use crate::data::moves::{HazardKind, ProtectKind};
use serde::{Deserialize, Serialize};
use std::collections::BTreeMap;
use std::fmt;

#[derive(Clone, Copy, Debug, Eq, PartialEq, Hash, Ord, PartialOrd, Deserialize, Serialize)]
#[serde(rename_all = "lowercase")]
pub enum Weather {
    Sun,
    Rain,
    Sand,
    #[serde(alias = "snow")]
    Hail,
}

impl fmt::Display for Weather {
    fn fmt(&self, f: &mut fmt::Formatter<'_>) -> fmt::Result {
        let label = match self {
            Weather::Sun => "harsh sunlight",
            Weather::Rain => "rain",
            Weather::Sand => "sandstorm",
            Weather::Hail => "hail",
        };
        f.write_str(label)
    }
}

#[derive(Clone, Copy, Debug, Eq, PartialEq, Hash, Ord, PartialOrd, Deserialize, Serialize)]
#[serde(rename_all = "lowercase")]
pub enum Terrain {
    Electric,
    Grassy,
    Misty,
    Psychic,
}

impl fmt::Display for Terrain {
    fn fmt(&self, f: &mut fmt::Formatter<'_>) -> fmt::Result {
        let label = match self {
            Terrain::Electric => "Electric Terrain",
            Terrain::Grassy => "Grassy Terrain",
            Terrain::Misty => "Misty Terrain",
            Terrain::Psychic => "Psychic Terrain",
        };
        f.write_str(label)
    }
}

pub const WEATHER_TURNS: u8 = 5;
pub const TERRAIN_TURNS: u8 = 5;
pub const SCREEN_TURNS: u8 = 5;
pub const ROOM_TURNS: u8 = 5;
pub const TAILWIND_TURNS: u8 = 4;

/// Per-side hazards, screens and timers.
#[derive(Clone, Debug, Default, Eq, PartialEq, Hash, Deserialize, Serialize)]
#[serde(default)]
pub struct SideConditions {
    pub hazards: BTreeMap<HazardKind, u8>,
    pub tailwind: u8,
    pub reflect: u8,
    pub light_screen: u8,
    pub aurora_veil: u8,
    pub safeguard: u8,
    pub mist: u8,
}

impl SideConditions {
    pub fn layers(&self, hazard: HazardKind) -> u8 {
        self.hazards.get(&hazard).copied().unwrap_or(0)
    }

    /// Adds one layer. Returns false without changing anything at the cap.
    pub fn add_hazard(&mut self, hazard: HazardKind) -> bool {
        let layers = self.layers(hazard);
        if layers >= hazard.max_layers() {
            return false;
        }
        self.hazards.insert(hazard, layers + 1);
        true
    }

    pub fn clear_hazards(&mut self) {
        self.hazards.clear();
    }

    pub fn has_physical_screen(&self) -> bool {
        self.reflect > 0 || self.aurora_veil > 0
    }

    pub fn has_special_screen(&self) -> bool {
        self.light_screen > 0 || self.aurora_veil > 0
    }

    /// Decrements every running timer once and returns the ones that ran out.
    pub fn tick(&mut self) -> Vec<&'static str> {
        let mut expired = Vec::new();
        for (timer, label) in [
            (&mut self.tailwind, "tailwind"),
            (&mut self.reflect, "reflect"),
            (&mut self.light_screen, "light screen"),
            (&mut self.aurora_veil, "aurora veil"),
            (&mut self.safeguard, "safeguard"),
            (&mut self.mist, "mist"),
        ] {
            if *timer > 0 {
                *timer -= 1;
                if *timer == 0 {
                    expired.push(label);
                }
            }
        }
        expired
    }
}

/// State shared by both sides. A weather or terrain with a zero timer is
/// treated as permanent.
#[derive(Clone, Debug, Default, Eq, PartialEq, Hash, Deserialize, Serialize)]
#[serde(default)]
pub struct Field {
    pub weather: Option<Weather>,
    pub weather_turns: u8,
    pub terrain: Option<Terrain>,
    pub terrain_turns: u8,
    pub trick_room: u8,
    pub gravity: u8,
    pub sides: [SideConditions; 2],
    /// Set while an active combatant's ability negates weather.
    pub weather_suppressed: bool,
    /// Which side protected this turn, and how.
    #[serde(skip)]
    pub protected: [Option<ProtectKind>; 2],
}

impl Field {
    /// Weather as it affects battle effects.
    pub fn active_weather(&self) -> Option<Weather> {
        if self.weather_suppressed {
            return None;
        }
        self.weather
    }

    pub fn trick_room_active(&self) -> bool {
        self.trick_room > 0
    }

    pub fn gravity_active(&self) -> bool {
        self.gravity > 0
    }

    pub fn set_weather(&mut self, weather: Weather, turns: u8) -> bool {
        if self.weather == Some(weather) {
            return false;
        }
        self.weather = Some(weather);
        self.weather_turns = turns;
        true
    }

    pub fn set_terrain(&mut self, terrain: Terrain, turns: u8) -> bool {
        if self.terrain == Some(terrain) {
            return false;
        }
        self.terrain = Some(terrain);
        self.terrain_turns = turns;
        true
    }

    pub fn clear_turn_flags(&mut self) {
        self.protected = [None, None];
    }
}

#[cfg(test)]
mod tests {
    use super::*;

    #[test]
    fn fourth_spikes_layer_is_a_no_op() {
        let mut side = SideConditions::default();
        for _ in 0..3 {
            assert!(side.add_hazard(HazardKind::Spikes));
        }
        let before = side.clone();
        assert!(!side.add_hazard(HazardKind::Spikes));
        assert_eq!(side, before);
        assert_eq!(side.layers(HazardKind::Spikes), 3);
    }

    #[test]
    fn stealth_rock_has_one_layer() {
        let mut side = SideConditions::default();
        assert!(side.add_hazard(HazardKind::StealthRock));
        assert!(!side.add_hazard(HazardKind::StealthRock));
    }

    #[test]
    fn side_timers_expire_once() {
        let mut side = SideConditions {
            reflect: 1,
            tailwind: 2,
            ..SideConditions::default()
        };
        assert_eq!(side.tick(), vec!["reflect"]);
        assert_eq!(side.tick(), vec!["tailwind"]);
        assert!(side.tick().is_empty());
    }

    #[test]
    fn same_weather_is_redundant() {
        let mut field = Field::default();
        assert!(field.set_weather(Weather::Rain, 5));
        assert!(!field.set_weather(Weather::Rain, 5));
        assert!(field.set_weather(Weather::Sun, 5));
    }
}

BRIEF:
Search the listing above for "const" and copy every line that has it.

TASK SOLUTION:
pub const WEATHER_TURNS: u8 = 5;
pub const TERRAIN_TURNS: u8 = 5;
pub const SCREEN_TURNS: u8 = 5;
pub const ROOM_TURNS: u8 = 5;
pub const TAILWIND_TURNS: u8 = 4;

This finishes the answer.